Collected data entries:
'''

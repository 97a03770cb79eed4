use std::path::PathBuf;

use anyhow::{Context, Result};
use clap::{Args, Parser, Subcommand};
use relist_types::{ListConfig, RenderShape};
use relist_util::{default_config_path, expand_tilde, load_config_from_path};
use tracing::debug;

/// Show the records related to a parent record.
#[derive(Parser, Debug)]
#[command(name = "relist", version, about)]
pub struct Cli {
    #[command(subcommand)]
    pub command: Command,
}

#[derive(Subcommand, Debug)]
pub enum Command {
    /// Fetch related records and print the list
    Show(ShowArgs),
    /// Print the destination of the "see more" action
    Navigate(ListArgs),
}

#[derive(Args, Debug)]
pub struct ShowArgs {
    #[command(flatten)]
    pub list: ListArgs,

    /// Show every fetched row instead of the first `--limit`
    #[arg(long)]
    pub all: bool,

    /// Start with the list body collapsed (requires a collapsible list)
    #[arg(long)]
    pub collapsed: bool,

    /// Read records from a JSON file instead of calling the lookup service
    #[arg(long, value_name = "PATH")]
    pub records_file: Option<PathBuf>,

    /// Print the render surface as JSON
    #[arg(long)]
    pub json: bool,
}

/// List configuration. Flags override values read from the config file.
#[derive(Args, Debug, Default)]
pub struct ListArgs {
    /// Config file (JSON or YAML); defaults to $RELIST_CONFIG_PATH or the user config dir
    #[arg(long, value_name = "PATH")]
    pub config: Option<String>,

    #[arg(long)]
    pub record_id: Option<String>,

    /// API name of the child record type
    #[arg(long)]
    pub child_object: Option<String>,

    /// Lookup field on the child pointing at the parent
    #[arg(long)]
    pub lookup_field: Option<String>,

    /// Child relationship name, used for the title and navigation
    #[arg(long)]
    pub relationship: Option<String>,

    /// Comma-separated fields; the first one is the link/title
    #[arg(long)]
    pub fields: Option<String>,

    /// Rows shown before "View All"
    #[arg(long)]
    pub limit: Option<usize>,

    /// table or card
    #[arg(long)]
    pub shape: Option<RenderShape>,

    #[arg(long)]
    pub collapsible: bool,

    /// Flag document-identifier fields as images (card shape)
    #[arg(long)]
    pub image_aware: bool,

    /// Field holding a document identifier
    #[arg(long)]
    pub image_field: Option<String>,

    #[arg(long)]
    pub view_all_page: Option<String>,

    #[arg(long)]
    pub view_all_component: Option<String>,

    /// Parent object type for the related-list URL
    #[arg(long)]
    pub parent_object: Option<String>,

    /// Object type of the hosting record page
    #[arg(long)]
    pub object: Option<String>,

    /// URL namespace for the related-list URL
    #[arg(long)]
    pub namespace: Option<String>,
}

impl ListArgs {
    /// Load the config file and apply flag overrides.
    pub fn resolve_config(&self) -> Result<ListConfig> {
        let path = self
            .config
            .as_deref()
            .map(expand_tilde)
            .unwrap_or_else(default_config_path);
        debug!(path = %path.display(), "resolving list config");
        let mut config =
            load_config_from_path(&path).with_context(|| format!("failed to load config from {}", path.display()))?;
        self.apply_overrides(&mut config);
        Ok(config)
    }

    pub fn apply_overrides(&self, config: &mut ListConfig) {
        fn set(target: &mut Option<String>, value: &Option<String>) {
            if let Some(value) = value {
                *target = Some(value.clone());
            }
        }

        set(&mut config.record_id, &self.record_id);
        set(&mut config.child_object_api_name, &self.child_object);
        set(&mut config.lookup_field_api_name, &self.lookup_field);
        set(&mut config.child_relationship_name, &self.relationship);
        set(&mut config.fields_list, &self.fields);
        set(&mut config.image_field, &self.image_field);
        if let Some(limit) = self.limit {
            config.record_limit = limit;
        }
        if let Some(shape) = self.shape {
            config.shape = shape;
        }
        config.collapsible |= self.collapsible;
        config.image_aware |= self.image_aware;

        let nav = &mut config.navigation;
        set(&mut nav.view_all_page, &self.view_all_page);
        set(&mut nav.view_all_component, &self.view_all_component);
        set(&mut nav.parent_object_api_name, &self.parent_object);
        set(&mut nav.object_api_name, &self.object);
        set(&mut nav.namespace, &self.namespace);
    }
}

#[cfg(test)]
mod tests {
    use super::*;

    #[test]
    fn parses_show_flags() {
        let cli = Cli::try_parse_from([
            "relist",
            "show",
            "--record-id",
            "001A",
            "--fields",
            "Name,ProductCode",
            "--shape",
            "card",
            "--limit",
            "3",
            "--all",
            "--json",
        ])
        .expect("parse");

        let Command::Show(show) = cli.command else {
            panic!("expected show");
        };
        assert!(show.all);
        assert!(show.json);
        assert_eq!(show.list.shape, Some(RenderShape::Card));
        assert_eq!(show.list.limit, Some(3));
    }

    #[test]
    fn rejects_unknown_shape() {
        assert!(Cli::try_parse_from(["relist", "show", "--shape", "grid"]).is_err());
    }

    #[test]
    fn flags_override_file_values() {
        let mut config = ListConfig {
            record_id: Some("from-file".into()),
            child_object_api_name: Some("Product2".into()),
            collapsible: true,
            ..ListConfig::default()
        };
        let args = ListArgs {
            record_id: Some("from-flag".into()),
            limit: Some(5),
            parent_object: Some("Account".into()),
            ..ListArgs::default()
        };

        args.apply_overrides(&mut config);
        assert_eq!(config.record_id.as_deref(), Some("from-flag"));
        assert_eq!(config.child_object_api_name.as_deref(), Some("Product2"));
        assert_eq!(config.record_limit, 5);
        assert!(config.collapsible);
        assert_eq!(config.navigation.parent_object_api_name.as_deref(), Some("Account"));
    }

    #[test]
    fn resolve_config_reads_explicit_file() {
        let dir = tempfile::tempdir().unwrap();
        let path = dir.path().join("list.json");
        std::fs::write(&path, r#"{"fieldsList": "Name", "recordLimit": 4}"#).unwrap();

        let args = ListArgs {
            config: Some(path.display().to_string()),
            ..ListArgs::default()
        };
        let config = args.resolve_config().expect("config");
        assert_eq!(config.fields_list.as_deref(), Some("Name"));
        assert_eq!(config.record_limit, 4);
    }
}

'''

# [TASK OBJECTIVE]
Please go through the data above and copy each line containing the word "navigation".

# [TASK OUTPUT]
    /// Child relationship name, used for the title and navigation
        let nav = &mut config.navigation;
        assert_eq!(config.navigation.parent_object_api_name.as_deref(), Some("Account"));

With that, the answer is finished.